//! Domain layer: pure form-state decision logic.
//!
//! Nothing here performs IO. Side effects (validation services, task
//! execution, persistence, events) live behind the port traits and are
//! orchestrated by the application layer.

pub mod disclosure;
pub mod form;
pub mod foundation;
pub mod safety;
pub mod snapshot;
pub mod validation;
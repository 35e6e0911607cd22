//! Session gateway adapters.

mod in_memory;

pub use in_memory::InMemorySessionGateway;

ABOUT THIS EXERCISE: Return the records above in their entirety, exactly as they appear.

SOLUTION TO THE EXERCISE:
//! Domain layer: pure form-state decision logic.
//!
//! Nothing here performs IO. Side effects (validation services, task
//! execution, persistence, events) live behind the port traits and are
//! orchestrated by the application layer.

pub mod disclosure;
pub mod form;
pub mod foundation;
pub mod safety;
pub mod snapshot;
pub mod validation;
repository 35e6e0911607cd22
//! Session gateway adapters.

mod in_memory;

pub use in_memory::InMemorySessionGateway;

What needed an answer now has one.